Fruit fleshy, or non-fleshy (then leathery or woody); an aggregate, or not an aggregate. The fruiting carpel (apocarpous/syncarpous) dehiscent; a follicle, or samaroid. Fruit (when syncarpous) dehiscent, or indehiscent, or a schizocarp. Mericarps when schizocarpic, (2–)5, or 10–12; comprising berrylets, or comprising follicles, or comprising nutlets, or samaroid (?). Fruit(when syncarpous/non-schizocarpic) a capsule (usually), or capsular-indehiscent (woody). Capsules usually septicidal, or loculicidal. Seeds endospermic (usually), or non-endospermic (e.g. Cola). Endosperm oily, or not oily. Seeds wingless. Seeds with starch. Cotyledons 2; flat, or folded, or rolled. Embryo chlorophyllous (4/5); straight, or curved.

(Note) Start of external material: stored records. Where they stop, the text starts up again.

fn normalize_notes(raw: Option<&Value>, language: Language) -> Vec<NoteSection> {
    // Models sometimes answer with `{ "heading": ["bullet", ...] }` instead of a list.
    let items: Vec<(Option<String>, Option<&Value>)> = match raw {
        Some(Value::Object(map)) => map
            .iter()
            .map(|(k, v)| (coerce_text(&Value::String(k.clone()), HEADING_MAX), Some(v)))
            .collect(),
        _ => as_items(raw)
            .iter()
            .filter_map(|item| item.as_object())
            .map(|obj| {
                (
                    field(obj, &["heading", "title", "label"]).and_then(|v| coerce_text(v, HEADING_MAX)),
                    field(obj, &["bullets", "items", "points", "content"]),
                )
            })
            .collect(),
    };

    let mut notes: Vec<NoteSection> = items
        .into_iter()
        .filter_map(|(heading, bullets)| {
            let heading = heading?;
            let bullets: Vec<String> = match bullets {
                Some(Value::Array(list)) => list
                    .iter()
                    .filter_map(|b| coerce_text(b, BULLET_MAX))
                    .take(MAX_BULLETS)
                    .collect(),
                Some(other) => coerce_text(other, BULLET_MAX).into_iter().collect(),
                None => Vec::new(),
            };
            if bullets.len() < MIN_BULLETS {
                return None;
            }
            Some(NoteSection { heading, bullets })
        })
        .take(MAX_NOTE_SECTIONS)
        .collect();

    let templates = language.note_templates();
    let mut n = 0;
    while notes.len() < MIN_NOTE_SECTIONS {
        let (heading, bullet) = templates[n % templates.len()];
        let heading = padded_title(heading, n / templates.len(), language);
        n += 1;
        if notes.iter().any(|s| s.heading.eq_ignore_ascii_case(&heading)) {
            continue;
        }
        notes.push(NoteSection {
            heading,
            bullets: vec![bullet.to_string()],
        });
    }
    notes
}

Seedling.Germination phanerocotylar, or cryptocotylar.
Physiology, biochemistry. Cyanogenic, or not cyanogenic. Alkaloids present, or absent. Iridoids not detected. Proanthocyanidins present (usually), or absent; cyanidin. Flavonols present; kaempferol, or quercetin, or kaempferol and quercetin. Ellagic acid absent (9 species, 7 genera). Saponins/sapogenins at least mostly absent. Aluminium accumulation not found. Sugars transported as sucrose (in Pterocymbium and Sterculia). Anatomy non-C4 type (Pterospermum).
Geography, cytology. Sub-tropical to tropical. Pantropical and subtropical, extending to Japan and Southern Australia. X = (5-)20(-50)(?).

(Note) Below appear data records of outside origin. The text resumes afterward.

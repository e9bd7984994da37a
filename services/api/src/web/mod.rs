pub mod middleware;
pub mod protocol;
pub mod rest;
pub mod router;
pub mod state;

pub use middleware::require_auth;
pub use router::build_router;
pub use state::{AppState, CurrentUser};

Taxonomy.Subclass Dicotyledonae; Crassinucelli. Dahlgren’s Superorder Malviflorae; Malvales. Cronquist’s Subclass Dilleniidae; Malvales. APG 3 core angiosperms; core eudicot; Superorder Rosanae; malvid; Order Malvales (as a synonym of what?).
Species 700. Genera 68; Acropogon, Aethiocarpa, Ambroma (Abroma),Astiria, Ayenia, Brachychiton, Byttneria, Cheirolaena,Chiranthodendron, Cola, Commersonia, Corchoropsis, Cotylonychia (or Tiliaceae?), Dicarpidium, Dombeya, Eriolaena, Firmiana,Franciscodendron, Fremontodendron, Gilesia, Glossostemon,Guazuma, Guichenotia, Hannafordia, Harmsia, Helicteres,Helmiopsiella, Helmiopsis, Heritiera, Hermannia, Herrania,Hildegardia, Keraudrenia, Kleinhovia, Lasiopetalum,Leptonychia, Lysiosepalum, Mansonia, Maxwellia, Megatritheca,Melhania, Melochia, Neoregniella, Nesogordonia, Octolobus,Paradombeya, Paramelhania, Pentapetes, Pterocymbium,Pterospermum, Pterygota, Rayleya, Reevesia, Ruizia,Rulingia, Scaphium, Scaphopetalum, Seringia, Sterculia,Theobroma, Thomasia, Trichostephania, Triplochiton,Trochetia, Trochetiopsis, Uladendron, Ungeria, Waltheria.
General remarks. See Bayer et al. expand Malvaceae to include Bombacaceae, Sterculiaceae and Tiliaceae, consequent on a combined analysis of plastid atpB and rbcL DNA sequences.
Economic uses, etc. Chocolate (cacao) is obtained from the fermented seeds (‘beans’) of Theobroma cacao. A few genera supply ornamentals (e.g. Brachychiton).